## [WHAT NEEDS TO BE DONE]
How many of the lines in the material underneath include the string "filename"? State the number only.

## [DATA SHOWN]
————————
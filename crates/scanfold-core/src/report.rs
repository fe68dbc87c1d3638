//! 报告组装与输出
//!
//! 每个文件渲染为一个块：文件名行、四个计数行（即使为 0）、明细表头、明细行、空行分隔。
use std::io::Write;
use std::path::Path;

use crate::aggregate::{ConsolidatedResult, FileResult};
use crate::error::ConsolidateError;
use crate::options::OutputFormat;
use crate::severity::Severity;

/// 明细表头（与 `ScanRecord::cells` 顺序一致）
pub const DETAIL_HEADER: [&str; 6] = ["CVEs", "Severity", "Jfrog Severity", "CVSS v3", "Cwe", "Fix Version"];

/// 块中的一行；空行表示分隔
pub type Line = Vec<String>;

/// 单个文件对应的输出块
#[derive(Debug, Clone, PartialEq, Eq)]
pub struct Block {
    pub lines: Vec<Line>,
}

fn render_block(file: &FileResult) -> Block {
    let mut lines: Vec<Line> = Vec::with_capacity(file.details.len() + 7);
    lines.push(vec![file.filename.clone()]);
    for tier in Severity::TIERS {
        lines.push(vec![tier.label().to_string(), file.tally.get(tier).to_string()]);
    }
    lines.push(DETAIL_HEADER.iter().map(|h| h.to_string()).collect());
    for d in &file.details {
        lines.push(d.cells().iter().map(|c| c.to_string()).collect());
    }
    lines.push(Vec::new());
    Block { lines }
}

/// 按合并结果的顺序渲染全部块
pub fn assemble(result: &ConsolidatedResult) -> Vec<Block> {
    result.files().iter().map(render_block).collect()
}

/// 以逗号分隔的逐行形式写出块（空行原样写出）
pub fn write_csv(blocks: &[Block], out: &mut dyn Write) -> std::io::Result<()> {
    for line in blocks.iter().flat_map(|b| b.lines.iter()) {
        if line.is_empty() {
            out.write_all(b"\n")?;
            continue;
        }
        // writer 只借用 out 写一行，写空行前已 flush 并释放
        let mut wtr = csv::WriterBuilder::new().flexible(true).from_writer(&mut *out);
        wtr.write_record(line)?;
        wtr.flush()?;
    }
    Ok(())
}

/// 以 JSON 形式写出完整合并结果
pub fn write_json(result: &ConsolidatedResult, out: &mut dyn Write) -> std::io::Result<()> {
    serde_json::to_writer_pretty(&mut *out, result)?;
    out.write_all(b"\n")
}

/// 渲染并一次性写入输出文件；失败为致命错误
pub fn write_report(result: &ConsolidatedResult, path: &Path, format: OutputFormat) -> Result<(), ConsolidateError> {
    let mut buf: Vec<u8> = Vec::new();
    let rendered = match format {
        OutputFormat::Csv => write_csv(&assemble(result), &mut buf),
        OutputFormat::Json => write_json(result, &mut buf),
    };
    rendered
        .and_then(|_| std::fs::write(path, &buf))
        .map_err(|source| ConsolidateError::Output { path: path.to_path_buf(), source })
}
————————
## [ANSWER SECTION]
2